* **What to work on**
Exactly as given, reproduce the records in full.

+ + + + +

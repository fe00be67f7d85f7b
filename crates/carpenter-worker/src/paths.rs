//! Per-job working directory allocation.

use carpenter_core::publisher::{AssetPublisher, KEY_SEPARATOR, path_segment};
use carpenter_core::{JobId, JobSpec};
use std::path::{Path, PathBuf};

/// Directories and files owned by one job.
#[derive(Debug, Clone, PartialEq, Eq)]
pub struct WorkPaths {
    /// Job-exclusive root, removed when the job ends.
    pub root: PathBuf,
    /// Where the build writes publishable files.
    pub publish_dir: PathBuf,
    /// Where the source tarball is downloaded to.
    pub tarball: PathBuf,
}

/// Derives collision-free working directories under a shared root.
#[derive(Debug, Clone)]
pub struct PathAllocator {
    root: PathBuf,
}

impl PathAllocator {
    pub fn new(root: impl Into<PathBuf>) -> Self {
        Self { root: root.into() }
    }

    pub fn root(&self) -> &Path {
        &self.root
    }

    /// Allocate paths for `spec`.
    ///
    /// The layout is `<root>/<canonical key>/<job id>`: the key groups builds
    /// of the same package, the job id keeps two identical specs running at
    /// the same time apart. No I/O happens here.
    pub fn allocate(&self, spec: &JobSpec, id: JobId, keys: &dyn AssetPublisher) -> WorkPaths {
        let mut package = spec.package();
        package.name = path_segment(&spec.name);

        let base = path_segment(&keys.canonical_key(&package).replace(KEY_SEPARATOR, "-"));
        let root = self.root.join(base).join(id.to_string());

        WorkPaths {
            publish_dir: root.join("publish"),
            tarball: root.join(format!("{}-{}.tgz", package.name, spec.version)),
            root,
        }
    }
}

+ + + + +

* **Answer space**
repository fe00be67f7d85f7b
filename crates/carpenter-worker/src/paths.rs
//! Per-job working directory allocation.

use carpenter_core::publisher::{AssetPublisher, KEY_SEPARATOR, path_segment};
use carpenter_core::{JobId, JobSpec};
use std::path::{Path, PathBuf};

/// Directories and files owned by one job.
#[derive(Debug, Clone, PartialEq, Eq)]
pub struct WorkPaths {
    /// Job-exclusive root, removed when the job ends.
    pub root: PathBuf,
    /// Where the build writes publishable files.
    pub publish_dir: PathBuf,
    /// Where the source tarball is downloaded to.
    pub tarball: PathBuf,
}

/// Derives collision-free working directories under a shared root.
#[derive(Debug, Clone)]
pub struct PathAllocator {
    root: PathBuf,
}

impl PathAllocator {
    pub fn new(root: impl Into<PathBuf>) -> Self {
        Self { root: root.into() }
    }

    pub fn root(&self) -> &Path {
        &self.root
    }

    /// Allocate paths for `spec`.
    ///
    /// The layout is `<root>/<canonical key>/<job id>`: the key groups builds
    /// of the same package, the job id keeps two identical specs running at
    /// the same time apart. No I/O happens here.
    pub fn allocate(&self, spec: &JobSpec, id: JobId, keys: &dyn AssetPublisher) -> WorkPaths {
        let mut package = spec.package();
        package.name = path_segment(&spec.name);

        let base = path_segment(&keys.canonical_key(&package).replace(KEY_SEPARATOR, "-"));
        let root = self.root.join(base).join(id.to_string());

        WorkPaths {
            publish_dir: root.join("publish"),
            tarball: root.join(format!("{}-{}.tgz", package.name, spec.version)),
            root,
        }
    }
}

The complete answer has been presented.